Friedrich Engels, “Doğanın Diyalektiği” adlı eserinde; şu ifadelerle materyalizmin doğa anlayışını mükemmel özetlemiştir:
“Bilinmelidir ki; doğal varlıklar üzerinde kazandığımızı zannettiğimiz her zafer için doğa bizden öcünü alır. Mezopotamya, Yunanistan, İtalya, Orta Asya ve başka yerlerde işlenecek toprak elde etmek için ormanları yok eden insanlar, çölleşmeye zemin hazırladıklarını, dağlardaki kaynakların sularını kuruttuklarını, azgın sel yığınlarının ovaları basmasına neden olduklarını akıllarına bile getirmemişlerdir. Artık anlamalıyız ki; bizler hiçbir zaman doğaya egemen olmak gibi bir çaba içinde olmamalıyız; tersine etimiz, kanımız ve beynimizle ondan bir parça ve onun tam ortasında olduğumuzun bilinciyle davranmalıyız. İnsan olarak doğa üzerinde kurduğumuz egemenlik, onun yasalarını tanıma ve doğru olarak uygulayabilme üstünlüğüne sahip olabilmemizden öteye gitmemelidir. Hele varoluşumuzun ilk koşulu olan suyu ve toprağı bir alışveriş nesnesi yapmak, insanın kendisini bir alışveriş nesnesi yapmaya doğru atılmış bir adımdır. Su ve toprağın alınır, satılır bir mal haline getirilerek bir azınlığın tekeline alınması ve geri kalanların dışlanması ahlaksızlıktan başka bir şey doğurmaz.”

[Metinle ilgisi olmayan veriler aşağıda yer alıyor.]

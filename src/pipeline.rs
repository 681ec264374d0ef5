//! Batch driver shared by the binaries.
//!
//! Files are processed in the order given. A path that does not exist is
//! skipped with a warning; any other failure stops the whole batch.

use std::path::Path;

use crate::aggregate::{Aggregator, Backfill, DuplicatePolicy};
use crate::config::LeagueConfig;
use crate::error::Result;
use crate::extract::process_file;

/// Settings for one backfill run.
#[derive(Debug, Clone, Default)]
pub struct BatchConfig {
    pub league: LeagueConfig,
    pub duplicates: DuplicatePolicy,
}

/// Extract and merge every sheet in `paths`.
pub fn run_batch<P: AsRef<Path>>(paths: &[P], config: &BatchConfig) -> Result<Backfill> {
    let mut aggregator = Aggregator::new();
    let mut processed = 0;

    for path in paths {
        let path = path.as_ref();
        if !path.exists() {
            log::warn!("Skip (not found): {}", path.display());
            continue;
        }
        aggregator.add(process_file(path, &config.league)?);
        processed += 1;
    }

    log::info!("processed {} of {} file(s)", processed, paths.len());
    aggregator.finish(config.duplicates)
}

Marksizmden Alınacak Dersler
Marksizme göre; doğayla insan arasındaki ilişkide çelişkileri üreten insan ve insanın yarattığı sosyoekonomik sistem ile sistemdeki üretim ilişkileridir. İnsan, doğal sistemi ve onun sunduklarını kendi gereksinimlerine uygun bir biçime sokmak için değiştirmekte ve bu yolla, eş zamanlı olarak aslında kendi öz doğasını da değişikliğe uğratmaktadır. Karl Marx, “Das Kapital” adlı büyük eserinde emek sürecini; “İnsanın kendi eylemleri aracılığıyla, kendisi ile doğa arasındaki metabolizmayı kurduğu, denetlediği, düzenlediği bir süreç” olarak tanımlamıştır. Doğal değerleri kendisine sunulmuş bedava bir hediye olarak gören kapitalist üretim ilişkileri, bu metabolizmada onarılmaz bir yarılma ortaya çıkarmıştır. Marksizme göre bu yarılmayı ortadan kaldırmak için tek yol, insan ile doğa arasındaki metabolizmayı -burjuva toplumunun yeteneklerinin çok ötesinde- ussal bir tarzda yönetmektir.

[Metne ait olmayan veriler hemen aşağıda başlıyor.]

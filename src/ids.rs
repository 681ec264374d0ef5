//! External identifier mapping used when emitting SQL.
//!
//! The ids file is a JSON document prepared by hand from the destination
//! database:
//!
//! ```json
//! {
//!   "user_ids": { "sary": "…uuid…" },
//!   "game_ids": { "wordle": "…uuid…" },
//!   "league_id": "…uuid…",
//!   "league_games": { "wordle": { "start_date": "2024-01-01", "end_date": null } }
//! }
//! ```

use std::collections::{BTreeMap, HashMap};
use std::path::Path;

use anyhow::{Context, Result};
use serde::Deserialize;

pub const USER_PLACEHOLDER: &str = "REPLACE_USER_ID";
pub const GAME_PLACEHOLDER: &str = "REPLACE_GAME_ID";
pub const LEAGUE_PLACEHOLDER: &str = "REPLACE_LEAGUE_ID";

/// Date range a game was active in the league.
#[derive(Debug, Clone, Default, Deserialize, PartialEq, Eq)]
pub struct GameRange {
    pub start_date: Option<String>,
    pub end_date: Option<String>,
}

#[derive(Debug, Clone, Default)]
pub struct IdMapping {
    pub user_ids: HashMap<String, String>,
    pub game_ids: HashMap<String, String>,
    pub league_id: Option<String>,
    pub league_games: BTreeMap<String, GameRange>,
}

impl IdMapping {
    /// Read an ids file. A missing file is treated as an empty mapping.
    pub fn load(path: &Path) -> Result<Self> {
        if !path.exists() {
            log::warn!("ids file not found: {}", path.display());
            return Ok(Self::default());
        }
        let text = std::fs::read_to_string(path)
            .with_context(|| format!("Failed to read ids file {}", path.display()))?;
        Self::from_json(&text).with_context(|| format!("Failed to parse ids file {}", path.display()))
    }

    pub fn from_json(text: &str) -> serde_json::Result<Self> {
        // `null` for any section means the same as leaving it out
        #[derive(Deserialize)]
        struct Nullable {
            user_ids: Option<HashMap<String, String>>,
            game_ids: Option<HashMap<String, String>>,
            league_id: Option<String>,
            league_games: Option<BTreeMap<String, GameRange>>,
        }
        let raw: Nullable = serde_json::from_str(text)?;
        Ok(Self {
            user_ids: raw.user_ids.unwrap_or_default(),
            game_ids: raw.game_ids.unwrap_or_default(),
            league_id: raw.league_id.filter(|id| !id.is_empty()),
            league_games: raw.league_games.unwrap_or_default(),
        })
    }

    pub fn user_id(&self, player: &str) -> &str {
        self.user_ids.get(player).map(String::as_str).unwrap_or(USER_PLACEHOLDER)
    }

    pub fn game_id(&self, slug: &str) -> &str {
        self.game_ids.get(slug).map(String::as_str).unwrap_or(GAME_PLACEHOLDER)
    }

    pub fn league_id(&self) -> &str {
        self.league_id.as_deref().unwrap_or(LEAGUE_PLACEHOLDER)
    }
}

/// True for ids that were never filled in: empty, `REPLACE_*` or `YOUR_*`.
pub fn is_placeholder(id: &str) -> bool {
    id.is_empty() || id.contains("REPLACE_") || id.starts_with("YOUR_")
}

Çeşitli yazılarımda değindiğim üzere; Marksizmde olduğu gibi, doğal ve sosyoekonomik sistemi bir bütünlük içerisinde gören bir anlayış, sistemler arasındaki çelişkilerin, uyumsuzlukların ve bunların kaynaklarının kolayca anlaşılmasını ve sorunların çözülmesini sağlar. İşte bu nedenle ekosisteme -benim yaptığım gibi- Marksist pencereden bakılmalıdır.
Nazım Hikmet’in dediği gibi; “Kendimizle yarışmadayız gülüm / Ya ölü yıldızlara hayatı götüreceğiz / Ya dünyamıza inecek ölüm.” Hadi rastgele!